Teams keep shipping but argue about *why* those projects and not others. Strategy Blocks is a five-step operator framework — preparation, strategy sprint, design sprint, document, rollout — that forces a disciplined choice of 3 strategic pillars, a 2-year winning aspiration, and stakeholder alignment built into the process rather than bolted on at the end.

Product Strategy
3 uses·Published 4/17/2026·Updated 4/17/2026

Strategy Blocks: Why Most Product Strategy Docs Fail — and What Replaces Them

Most product strategy documents read like a mission statement with a roadmap bolted on. They do not help teams decide what *not* to build, and they rarely survive first contact with a quarterly review. Reforge's Product Strategy Stack notes that the most common failure in PM orgs is confusing a prioritized feature list with actual strategy — a pattern that leaves every quarter's review arguing over the same tradeoffs from scratch.
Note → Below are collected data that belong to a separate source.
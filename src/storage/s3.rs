// SPDX-License-Identifier: AGPL-3.0-or-later
//
// Copyright (C) 2026 The todo-api-server authors

//! S3-compatible attachment storage.
//!
//! Works against AWS itself or any compatible store (MinIO, Ceph RGW)
//! via a custom endpoint, in which case path-style addressing is forced.
//! Download URLs are presigned GETs so clients fetch objects directly;
//! for deployments where the configured endpoint is only reachable
//! inside the network, the presigned URL's host is rewritten to a
//! public-facing endpoint.

use std::time::Duration;

use aws_config::timeout::TimeoutConfig;
use aws_config::{BehaviorVersion, Region};
use aws_sdk_s3::config::Credentials;
use aws_sdk_s3::presigning::PresigningConfig;
use aws_sdk_s3::primitives::ByteStream;
use aws_sdk_s3::Client;
use tracing::warn;
use url::Url;

use super::{object_key, StorageError};
use crate::config::S3Settings;

/// Bound on any single S3 operation.
const OPERATION_TIMEOUT: Duration = Duration::from_secs(30);

pub struct S3Storage {
    client: Client,
    bucket: String,
    presign_ttl: Duration,
    public_endpoint: Option<String>,
}

impl S3Storage {
    /// Build a client from configuration.
    pub async fn from_settings(settings: &S3Settings) -> Self {
        let mut loader = aws_config::defaults(BehaviorVersion::latest())
            .region(Region::new(settings.region.clone()))
            .timeout_config(
                TimeoutConfig::builder()
                    .operation_timeout(OPERATION_TIMEOUT)
                    .build(),
            );

        if let (Some(access_key), Some(secret_key)) =
            (&settings.access_key_id, &settings.secret_access_key)
        {
            loader = loader.credentials_provider(Credentials::new(
                access_key,
                secret_key,
                None,
                None,
                "static",
            ));
        }

        if let Some(endpoint) = &settings.endpoint {
            loader = loader.endpoint_url(normalize_endpoint(endpoint, settings.use_ssl));
        }

        let shared = loader.load().await;
        let mut builder = aws_sdk_s3::config::Builder::from(&shared);
        if settings.endpoint.is_some() {
            // Virtual-hosted addressing breaks on most non-AWS stores.
            builder = builder.force_path_style(true);
        }

        Self {
            client: Client::from_conf(builder.build()),
            bucket: settings.bucket.clone(),
            presign_ttl: settings.presign_ttl,
            public_endpoint: settings.public_endpoint.clone(),
        }
    }

    pub async fn save(&self, data: &[u8], filename: &str) -> Result<String, StorageError> {
        let key = object_key(filename);

        self.client
            .put_object()
            .bucket(&self.bucket)
            .key(&key)
            .body(ByteStream::from(data.to_vec()))
            .content_type(content_type_for(&key))
            .send()
            .await
            .map_err(|e| StorageError::Unavailable(e.to_string()))?;

        Ok(key)
    }

    pub async fn open(&self, key: &str) -> Result<Vec<u8>, StorageError> {
        let response = self
            .client
            .get_object()
            .bucket(&self.bucket)
            .key(key)
            .send()
            .await
            .map_err(|e| {
                let service_error = e.into_service_error();
                if service_error.is_no_such_key() {
                    StorageError::NotFound
                } else {
                    StorageError::Unavailable(service_error.to_string())
                }
            })?;

        let data = response
            .body
            .collect()
            .await
            .map_err(|e| StorageError::Unavailable(e.to_string()))?
            .into_bytes()
            .to_vec();

        Ok(data)
    }

    /// Unconditional delete. A failure is logged and reported as `false`
    /// rather than raised, so purge sweeps keep going and simply retry the
    /// key on their next pass.
    pub async fn delete(&self, key: &str) -> bool {
        match self
            .client
            .delete_object()
            .bucket(&self.bucket)
            .key(key)
            .send()
            .await
        {
            Ok(_) => true,
            Err(e) => {
                warn!(key, error = %e, "failed to delete object");
                false
            }
        }
    }

    /// Presign a GET for direct client fetch.
    pub async fn file_url(&self, key: &str) -> Result<String, StorageError> {
        let presign = PresigningConfig::expires_in(self.presign_ttl)
            .map_err(|e| StorageError::Unavailable(e.to_string()))?;

        let presigned = self
            .client
            .get_object()
            .bucket(&self.bucket)
            .key(key)
            .presigned(presign)
            .await
            .map_err(|e| StorageError::Unavailable(e.to_string()))?;

        Ok(rewrite_host(
            presigned.uri().to_string(),
            self.public_endpoint.as_deref(),
        ))
    }
}

/// Apply the configured scheme to endpoints given without one.
fn normalize_endpoint(endpoint: &str, use_ssl: bool) -> String {
    if endpoint.starts_with("http://") || endpoint.starts_with("https://") {
        endpoint.to_string()
    } else if use_ssl {
        format!("https://{endpoint}")
    } else {
        format!("http://{endpoint}")
    }
}

/// Swap the scheme/host/port of a presigned URL for the public endpoint.
/// The path and the signed query string are left untouched; S3 signatures
/// over path-style requests stay valid across host rewrites as long as the
/// store is configured to accept the public host.
fn rewrite_host(uri: String, public_endpoint: Option<&str>) -> String {
    let Some(public) = public_endpoint else {
        return uri;
    };
    let (Ok(mut parsed), Ok(target)) = (Url::parse(&uri), Url::parse(public)) else {
        return uri;
    };

    if parsed.set_scheme(target.scheme()).is_err()
        || parsed.set_host(target.host_str()).is_err()
        || parsed.set_port(target.port()).is_err()
    {
        return uri;
    }
    parsed.to_string()
}

/// Infer a content type from the key's extension.
fn content_type_for(key: &str) -> &'static str {
    let extension = key.rsplit('.').next().unwrap_or_default();
    match extension.to_ascii_lowercase().as_str() {
        "jpg" | "jpeg" => "image/jpeg",
        "png" => "image/png",
        "gif" => "image/gif",
        "webp" => "image/webp",
        "svg" => "image/svg+xml",
        "bmp" => "image/bmp",
        "pdf" => "application/pdf",
        "txt" => "text/plain",
        "json" => "application/json",
        _ => "application/octet-stream",
    }
}
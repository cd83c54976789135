// SPDX-License-Identifier: AGPL-3.0-or-later
//
// Copyright (C) 2026 The todo-api-server authors

//! Authentication errors.

use axum::{
    http::StatusCode,
    response::{IntoResponse, Response},
    Json,
};
use serde::Serialize;

/// Authentication error type.
///
/// Every variant except [`AuthError::UpstreamUnavailable`] and
/// [`AuthError::Internal`] describes a problem with the presented
/// credential and maps to 401. A failed key-set fetch maps to 503: the
/// client's token may be perfectly valid, we just cannot check it.
#[derive(Debug, PartialEq)]
pub enum AuthError {
    /// No authorization header present
    MissingAuthHeader,
    /// Invalid authorization header format
    InvalidAuthHeader,
    /// Token is structurally malformed (including a header without `kid`)
    MalformedToken,
    /// No key in the key set matches the token's `kid`, even after a
    /// forced refresh
    KeyNotFound,
    /// Token signature is invalid
    InvalidSignature,
    /// Token has expired (or carries no expiry at all)
    TokenExpired,
    /// Token is not yet valid
    TokenNotYetValid,
    /// Token issuer is not in the allow-list
    InvalidIssuer,
    /// Neither audience nor authorized party match the expected audience
    InvalidAudience,
    /// Key-set fetch failed (network error, non-2xx, malformed body)
    UpstreamUnavailable(String),
    /// Internal error (e.g. unsupported key material in the key set)
    Internal(String),
}

#[derive(Serialize)]
struct AuthErrorBody {
    error: String,
    error_code: String,
}

impl AuthError {
    /// Get the error code for this error.
    pub fn error_code(&self) -> &'static str {
        match self {
            AuthError::MissingAuthHeader => "missing_auth_header",
            AuthError::InvalidAuthHeader => "invalid_auth_header",
            AuthError::MalformedToken => "malformed_token",
            AuthError::KeyNotFound => "key_not_found",
            AuthError::InvalidSignature => "invalid_signature",
            AuthError::TokenExpired => "token_expired",
            AuthError::TokenNotYetValid => "token_not_yet_valid",
            AuthError::InvalidIssuer => "invalid_issuer",
            AuthError::InvalidAudience => "invalid_audience",
            AuthError::UpstreamUnavailable(_) => "upstream_unavailable",
            AuthError::Internal(_) => "internal_error",
        }
    }

    /// Get the HTTP status code for this error.
    pub fn status_code(&self) -> StatusCode {
        match self {
            AuthError::MissingAuthHeader
            | AuthError::InvalidAuthHeader
            | AuthError::MalformedToken
            | AuthError::KeyNotFound
            | AuthError::InvalidSignature
            | AuthError::TokenExpired
            | AuthError::TokenNotYetValid
            | AuthError::InvalidIssuer
            | AuthError::InvalidAudience => StatusCode::UNAUTHORIZED,
            AuthError::UpstreamUnavailable(_) => StatusCode::SERVICE_UNAVAILABLE,
            AuthError::Internal(_) => StatusCode::INTERNAL_SERVER_ERROR,
        }
    }
}

impl std::fmt::Display for AuthError {
    fn fmt(&self, f: &mut std::fmt::Formatter<'_>) -> std::fmt::Result {
        match self {
            AuthError::MissingAuthHeader => write!(f, "Authorization header is required"),
            AuthError::InvalidAuthHeader => {
                write!(f, "Invalid authorization header format (expected 'Bearer <token>')")
            }
            AuthError::MalformedToken => write!(f, "Token is malformed"),
            AuthError::KeyNotFound => write!(f, "No matching signing key found in key set"),
            AuthError::InvalidSignature => write!(f, "Token signature is invalid"),
            AuthError::TokenExpired => write!(f, "Token has expired"),
            AuthError::TokenNotYetValid => write!(f, "Token is not yet valid"),
            AuthError::InvalidIssuer => write!(f, "Token issuer is invalid"),
            AuthError::InvalidAudience => write!(f, "Token audience is invalid"),
            AuthError::UpstreamUnavailable(msg) => write!(f, "Failed to fetch key set: {msg}"),
            AuthError::Internal(msg) => write!(f, "Internal authentication error: {msg}"),
        }
    }
}

impl std::error::Error for AuthError {}

impl IntoResponse for AuthError {
    fn into_response(self) -> Response {
        let status = self.status_code();
        let body = Json(AuthErrorBody {
            error: self.to_string(),
            error_code: self.error_code().to_string(),
        });
        (status, body).into_response()
    }
}

#[cfg(test)]
mod tests {
    use super::*;
    use axum::body::to_bytes;

    #[tokio::test]
    async fn missing_auth_returns_401() {
        let response = AuthError::MissingAuthHeader.into_response();
        assert_eq!(response.status(), StatusCode::UNAUTHORIZED);

        let body_bytes = to_bytes(response.into_body(), usize::MAX).await.unwrap();
        let body: serde_json::Value = serde_json::from_slice(&body_bytes).unwrap();
        assert_eq!(body["error_code"], "missing_auth_header");
    }

    #[test]
    fn credential_problems_are_401() {
        for err in [
            AuthError::MalformedToken,
            AuthError::KeyNotFound,
            AuthError::InvalidSignature,
            AuthError::TokenExpired,
            AuthError::InvalidIssuer,
            AuthError::InvalidAudience,
        ] {
            assert_eq!(err.status_code(), StatusCode::UNAUTHORIZED);
        }
    }

    #[test]
    fn keyset_fetch_failure_is_503() {
        let err = AuthError::UpstreamUnavailable("connection refused".into());
        assert_eq!(err.status_code(), StatusCode::SERVICE_UNAVAILABLE);
        assert_eq!(err.error_code(), "upstream_unavailable");
    }
}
Why "strategy" keeps collapsing into a roadmap

Michael Porter's 1996 HBR essay "What Is Strategy?" argued that strategy is the "disciplined choice to deploy scarce resources for maximum impact" — not a list of projects. In practice, teams skip that choice. Marty Cagan's SVPG essay on product strategy makes the same point: most "strategies" are really a compilation of feature requests ranked by the loudest stakeholder. Atlassian's product strategy guide puts the operational cost plainly — without a strategy layer between mission and roadmap, teams cannot explain *why* they are working on any given project, which blocks downstream prioritization and stakeholder alignment.

Strategy Blocks forces the missing step — picking 3 to 5 strategic pillars and an equal list of what will not be focused on — and builds alignment into the process rather than treating it as a last-step sell.

How the Run a Strategy Blocks sprint to craft a 2-year product strategy Prompt Works

The prompt walks an AI through all five phases of the framework and produces usable artifacts at each step:

  • Preparation (3-5 weeks): leadership interviews, behavioral + UXR meta-analysis, competitive/comparables analysis, user observation for empathy.
  • Strategy sprint (1 week): 50-150 problems → 10-15 clusters → 4-dimension scoring (impact, certainty, clarity of levers, uniqueness of levers) → top 3 pillars → 2-year winning aspiration as a future headline.
  • Design sprint (1 week): illustrative concepts that make the pillars legible, following the Google Ventures Design Sprint pattern.
  • Document writing (1-2 weeks): combine all inputs into a single leader-ready brief.
  • Rollout (2-3 weeks): gatekeeper 1:1s → stakeholder group review → team roadshows → roadmap empowerment.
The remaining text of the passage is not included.